**Provided entries:**
*** Block opens ***
//! Schedule season codes (`a17`, `b16`, ...).
//!
//! `a` seasons start in March, `b` seasons in October. A `b` season runs into
//! January and February of the following year, so it keeps the year it began in.

use crate::errors::AppError;
use chrono::Datelike;
use std::cmp::Ordering;
use std::fmt;

/// Oldest season with a published CSV file.
pub const MIN_SUPPORTED_YEAR: u8 = 6;

#[derive(Clone, Copy, Debug, PartialEq, Eq, Hash)]
pub enum SeasonLetter {
    /// Effective from March.
    A,
    /// Effective from October.
    B,
}

#[derive(Clone, Copy, Debug, PartialEq, Eq, Hash)]
pub struct SeasonCode {
    pub letter: SeasonLetter,
    /// Two-digit year, 0..=99.
    pub year: u8,
}

impl SeasonCode {
    pub fn new(letter: SeasonLetter, year: u8) -> Self {
        Self { letter, year: year % 100 }
    }

    /// Season in effect on `date` (UTC).
    pub fn current<D: Datelike>(date: &D) -> Result<Self, AppError> {
        let year = date.year().rem_euclid(100) as u8;
        match date.month() {
            1..=2 => Ok(Self::new(SeasonLetter::B, (year + 99) % 100)),
            3..=9 => Ok(Self::new(SeasonLetter::A, year)),
            10..=12 => Ok(Self::new(SeasonLetter::B, year)),
            m => Err(AppError::DateRange(format!("year({}) month({})", date.year(), m))),
        }
    }

    /// The season right before this one: `a17` -> `b16`, `b17` -> `a17`.
    pub fn previous(&self) -> Self {
        match self.letter {
            SeasonLetter::A => Self::new(SeasonLetter::B, (self.year + 99) % 100),
            SeasonLetter::B => Self::new(SeasonLetter::A, self.year),
        }
    }

    pub fn is_supported(&self) -> bool {
        self.year >= MIN_SUPPORTED_YEAR
    }

    /// Cached/remote file name for this season.
    pub fn filename(&self) -> String {
        format!("sked-{}.csv", self)
    }

    fn ordinal(&self) -> u32 {
        self.year as u32 * 2 + if self.letter == SeasonLetter::B { 1 } else { 0 }
    }
}

impl Ord for SeasonCode {
    fn cmp(&self, other: &Self) -> Ordering {
        self.ordinal().cmp(&other.ordinal())
    }
}

impl PartialOrd for SeasonCode {
    fn partial_cmp(&self, other: &Self) -> Option<Ordering> {
        Some(self.cmp(other))
    }
}

impl fmt::Display for SeasonCode {
    fn fmt(&self, f: &mut fmt::Formatter<'_>) -> fmt::Result {
        let letter = match self.letter {
            SeasonLetter::A => 'a',
            SeasonLetter::B => 'b',
        };
        write!(f, "{}{:02}", letter, self.year)
    }
}

impl std::str::FromStr for SeasonCode {
    type Err = AppError;

    fn from_str(s: &str) -> Result<Self, Self::Err> {
        let lower = s.to_ascii_lowercase();
        let bad = || AppError::Parse(format!("schedule code must be 3 characters e.g. a17, got '{s}'"));
        if lower.len() != 3 || !lower.is_ascii() {
            return Err(bad());
        }
        let letter = match &lower[..1] {
            "a" => SeasonLetter::A,
            "b" => SeasonLetter::B,
            _ => return Err(bad()),
        };
        let digits = &lower[1..];
        if !digits.bytes().all(|b| b.is_ascii_digit()) {
            return Err(bad());
        }
        let year = digits.parse::<u8>().map_err(|_| bad())?;
        Ok(Self::new(letter, year))
    }
}
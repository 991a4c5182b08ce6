use crate::errors::AppError;

/// A shortwave international broadcast band, named by its wavelength in meters.
/// Limits are inclusive and in kHz.
#[derive(Debug, Clone, Copy, PartialEq, Eq)]
pub struct MeterBand {
    pub meters: u32,
    pub low_khz: u32,
    pub high_khz: u32,
}

impl MeterBand {
    const fn new(meters: u32, low_khz: u32, high_khz: u32) -> Self {
        Self { meters, low_khz, high_khz }
    }

    /// Looks up a band by meters; anything outside the table is a caller error.
    pub fn from_meters(meters: u32) -> Result<Self, AppError> {
        BROADCAST_BANDS
            .iter()
            .copied()
            .find(|b| b.meters == meters)
            .ok_or(AppError::UnknownBand(meters))
    }

    /// Inclusive range test, with both edges widened by `tolerance_khz`.
    pub fn contains(&self, freq_khz: u32, tolerance_khz: u32) -> bool {
        let low = self.low_khz.saturating_sub(tolerance_khz);
        let high = self.high_khz.saturating_add(tolerance_khz);
        (low..=high).contains(&freq_khz)
    }
}

// https://en.wikipedia.org/wiki/Shortwave_bands#International_broadcast_bands
pub const BROADCAST_BANDS: &[MeterBand] = &[
    MeterBand::new(120, 2_300, 2_495),
    MeterBand::new(90, 3_200, 3_400),
    MeterBand::new(75, 3_900, 4_000),
    MeterBand::new(60, 4_750, 5_060),
    MeterBand::new(49, 5_800, 6_200),
    MeterBand::new(41, 7_200, 7_450),
    MeterBand::new(31, 9_400, 9_900),
    MeterBand::new(25, 11_600, 12_100),
    MeterBand::new(22, 13_570, 13_870),
    MeterBand::new(19, 15_100, 15_830),
    MeterBand::new(16, 17_480, 17_900),
    MeterBand::new(15, 18_900, 19_020),
    MeterBand::new(13, 21_450, 21_850),
    MeterBand::new(11, 25_600, 26_100),
];

#[cfg(test)]
mod tests {
    use super::*;

    fn assert_band_edges(meters: u32, low: u32, high: u32) {
        let band = MeterBand::from_meters(meters).unwrap();
        assert!(!band.contains(low - 1, 0));
        assert!(band.contains(low, 0));
        assert!(band.contains(high, 0));
        assert!(!band.contains(high + 1, 0));
        assert!(band.contains((low + high) / 2, 0));

        assert!(!band.contains(low - 10, 5));
        assert!(band.contains(low - 5, 10));
        assert!(band.contains(high + 5, 10));
        assert!(!band.contains(high + 10, 5));

        let tol = 20;
        assert!(!band.contains(low - tol - 1, tol));
        assert!(band.contains(low - tol, tol));
        assert!(band.contains(high + tol, tol));
        assert!(!band.contains(high + tol + 1, tol));
    }

    #[test]
    fn test_every_band_edge() {
        assert_band_edges(120, 2300, 2495);
        assert_band_edges(90, 3200, 3400);
        assert_band_edges(75, 3900, 4000);
        assert_band_edges(60, 4750, 5060);
        assert_band_edges(49, 5800, 6200);
        assert_band_edges(41, 7200, 7450);
        assert_band_edges(31, 9400, 9900);
        assert_band_edges(25, 11600, 12100);
        assert_band_edges(22, 13570, 13870);
        assert_band_edges(19, 15100, 15830);
        assert_band_edges(16, 17480, 17900);
        assert_band_edges(15, 18900, 19020);
        assert_band_edges(13, 21450, 21850);
        assert_band_edges(11, 25600, 26100);
        assert_eq!(BROADCAST_BANDS.len(), 14);
    }

    #[test]
    fn test_wrong_band() {
        assert!(!MeterBand::from_meters(120).unwrap().contains(3300, 0));
        assert!(!MeterBand::from_meters(60).unwrap().contains(5900, 0));
        assert!(!MeterBand::from_meters(49).unwrap().contains(7300, 0));
        assert!(!MeterBand::from_meters(31).unwrap().contains(11950, 0));
        assert!(!MeterBand::from_meters(25).unwrap().contains(15240, 0));
    }

    #[test]
    fn test_unknown_band_is_error() {
        for m in [80, 43, 40, 20, 17] {
            assert!(matches!(MeterBand::from_meters(m), Err(AppError::UnknownBand(x)) if x == m));
        }
    }
}
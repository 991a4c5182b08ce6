//! Day-of-operation decoding.
//!
//! The days field of a schedule row uses several overlapping grammars
//! (`Mo-Fr`, `Mo,Th`, `SaSu`, `We`, `2356`, plus free-form tokens such as `irr`).
//! Each grammar is a pure matcher; [`decode`] tries them in a fixed order and the
//! first hit wins. Bitmaps are indexed Monday-first but rendered Sunday-first.

use chrono::Weekday;
use log::{debug, trace, warn};
use regex::Regex;
use std::sync::LazyLock;

/// Display width of the days column.
pub const DAYS_WIDTH: usize = 7;
/// Placeholder for a day the broadcast is off.
pub const BLANK_DAY: char = '.';
/// Shown instead of a bitmap for inactive entries.
pub const INACTIVE_DAYS: &str = "inactiv";

/// Monday-first, matching the ISO digits used by the digit grammar.
const WEEK: [Weekday; 7] = [
    Weekday::Mon,
    Weekday::Tue,
    Weekday::Wed,
    Weekday::Thu,
    Weekday::Fri,
    Weekday::Sat,
    Weekday::Sun,
];

/// Render order. The week starts on Sunday on screen.
const DISPLAY_ORDER: [(Weekday, char); 7] = [
    (Weekday::Sun, 'S'),
    (Weekday::Mon, 'M'),
    (Weekday::Tue, 'T'),
    (Weekday::Wed, 'W'),
    (Weekday::Thu, 'T'),
    (Weekday::Fri, 'F'),
    (Weekday::Sat, 'S'),
];

/// Tokens that describe irregular or seasonal operation rather than a weekly pattern.
const NON_WEEKLY_TOKENS: &[&str] = &[
    "Ram", "Haj", "HBF", "Xmas", "sum", "win", "alt", "irr", "tent", "plan", "Tests",
];

static RANGE_RE: LazyLock<Regex> =
    LazyLock::new(|| Regex::new(r"^([A-Za-z]{2})-([A-Za-z]{2})$").unwrap());
static LIST_RE: LazyLock<Regex> =
    LazyLock::new(|| Regex::new(r"^[A-Za-z]{2}(,[A-Za-z]{2})+$").unwrap());
static DIGITS_RE: LazyLock<Regex> = LazyLock::new(|| Regex::new(r"^[1-7]+$").unwrap());

/// Seven on/off slots, slot 0 = Monday.
#[derive(Debug, Clone, Copy, PartialEq, Eq, Default)]
pub struct WeekMask([bool; 7]);

impl WeekMask {
    pub fn all() -> Self {
        WeekMask([true; 7])
    }

    pub fn mark(&mut self, day: Weekday) {
        self.0[day.num_days_from_monday() as usize] = true;
    }

    pub fn contains(&self, day: Weekday) -> bool {
        self.0[day.num_days_from_monday() as usize]
    }

    /// Days in Monday-first order.
    pub fn days(&self) -> Vec<Weekday> {
        WEEK.iter().copied().filter(|d| self.contains(*d)).collect()
    }

    /// `SMTWTFS`-style string, Sunday first, blanks as `.`.
    pub fn render(&self) -> String {
        DISPLAY_ORDER
            .iter()
            .map(|(day, letter)| if self.contains(*day) { *letter } else { BLANK_DAY })
            .collect()
    }
}

#[derive(Debug, Clone, PartialEq, Eq)]
pub enum DayPattern {
    /// A regular weekly schedule.
    Weekly(WeekMask),
    /// A known irregular/seasonal token (`irr`, `Ram`, `Xmas`, ...). No weekly bitmap
    /// is derived; only the fact that the entry is non-weekly survives decoding.
    NonWeekly(String),
    /// Text that no grammar accepts.
    Literal(String),
}

impl DayPattern {
    pub fn bitmap(&self) -> Option<&WeekMask> {
        match self {
            DayPattern::Weekly(mask) => Some(mask),
            _ => None,
        }
    }

    pub fn is_non_weekly(&self) -> bool {
        matches!(self, DayPattern::NonWeekly(_))
    }

    /// Fixed-width display string.
    pub fn render(&self) -> String {
        match self {
            DayPattern::Weekly(mask) => mask.render(),
            DayPattern::NonWeekly(raw) | DayPattern::Literal(raw) => pad_literal(raw),
        }
    }
}

fn pad_literal(raw: &str) -> String {
    let mut s = raw.to_string();
    let len = s.chars().count();
    if len < DAYS_WIDTH {
        s.extend(std::iter::repeat_n(BLANK_DAY, DAYS_WIDTH - len));
    }
    s
}

pub fn weekday_from_abbrev(s: &str) -> Option<Weekday> {
    match s {
        "Mo" => Some(Weekday::Mon),
        "Tu" => Some(Weekday::Tue),
        "We" => Some(Weekday::Wed),
        "Th" => Some(Weekday::Thu),
        "Fr" => Some(Weekday::Fri),
        "Sa" => Some(Weekday::Sat),
        "Su" => Some(Weekday::Sun),
        _ => None,
    }
}

type Matcher = fn(&str) -> Option<DayPattern>;

/// Priority order matters: `Mo-Fr` and `Mo,Fr` must be claimed before the
/// fixed-length pair and single-day forms look at them.
const GRAMMARS: &[(&str, Matcher)] = &[
    ("range", match_range),
    ("list", match_list),
    ("pair", match_pair),
    ("single", match_single),
    ("digits", match_digits),
    ("non-weekly", match_non_weekly),
    ("continuation", match_continuation),
];

/// Decodes a raw days field. An empty field means every day.
pub fn decode(raw: &str) -> DayPattern {
    if raw.is_empty() {
        return DayPattern::Weekly(WeekMask::all());
    }
    for (name, matcher) in GRAMMARS {
        if let Some(pattern) = matcher(raw) {
            trace!("days {:?} matched {} -> {:?}", raw, name, pattern);
            return pattern;
        }
    }
    debug!("Unparsed day string: {}", raw);
    DayPattern::Literal(raw.to_string())
}

/// `Fr-We`: every day from the first through the second, wrapping past Sunday.
/// Identical endpoints cover the whole week.
fn match_range(raw: &str) -> Option<DayPattern> {
    let caps = RANGE_RE.captures(raw)?;
    let (first, last) = match (weekday_from_abbrev(&caps[1]), weekday_from_abbrev(&caps[2])) {
        (Some(a), Some(b)) => (a, b),
        _ => {
            warn!("Error parsing hyphenated day range: {}", raw);
            return Some(DayPattern::Literal(raw.to_string()));
        }
    };

    let start = first.num_days_from_monday() as usize;
    let end = last.num_days_from_monday() as usize;
    let span = match (end + 7 - start) % 7 {
        0 => 6,
        n => n,
    };
    let mut mask = WeekMask::default();
    for offset in 0..=span {
        mask.mark(WEEK[(start + offset) % 7]);
    }
    Some(DayPattern::Weekly(mask))
}

fn match_list(raw: &str) -> Option<DayPattern> {
    if !LIST_RE.is_match(raw) {
        return None;
    }
    let mut mask = WeekMask::default();
    for abbrev in raw.split(',') {
        mask.mark(weekday_from_abbrev(abbrev)?);
    }
    Some(DayPattern::Weekly(mask))
}

fn match_pair(raw: &str) -> Option<DayPattern> {
    if raw.len() != 4 {
        return None;
    }
    let first = weekday_from_abbrev(raw.get(0..2)?)?;
    let second = weekday_from_abbrev(raw.get(2..4)?)?;
    let mut mask = WeekMask::default();
    mask.mark(first);
    mask.mark(second);
    Some(DayPattern::Weekly(mask))
}

fn match_single(raw: &str) -> Option<DayPattern> {
    let day = weekday_from_abbrev(raw)?;
    let mut mask = WeekMask::default();
    mask.mark(day);
    Some(DayPattern::Weekly(mask))
}

/// `2356`: ISO weekday digits, 1 = Monday .. 7 = Sunday.
fn match_digits(raw: &str) -> Option<DayPattern> {
    if !DIGITS_RE.is_match(raw) {
        return None;
    }
    let mut mask = WeekMask::default();
    for b in raw.bytes() {
        mask.mark(WEEK[(b - b'1') as usize]);
    }
    Some(DayPattern::Weekly(mask))
}

fn match_non_weekly(raw: &str) -> Option<DayPattern> {
    if NON_WEEKLY_TOKENS.contains(&raw) {
        debug!("non-weekly day token: {}", raw);
        return Some(DayPattern::NonWeekly(raw.to_string()));
    }
    None
}

/// `+-50` and friends continue a previous entry; shown as-is.
fn match_continuation(raw: &str) -> Option<DayPattern> {
    if raw.starts_with("+-") && raw.len() > 2 {
        return Some(DayPattern::Literal(raw.to_string()));
    }
    None
}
*** Block closes ***
The answer is every line in the data where the word "else" appears.

**Written response:**
        self.year as u32 * 2 + if self.letter == SeasonLetter::B { 1 } else { 0 }
            .map(|(day, letter)| if self.contains(*day) { *letter } else { BLANK_DAY })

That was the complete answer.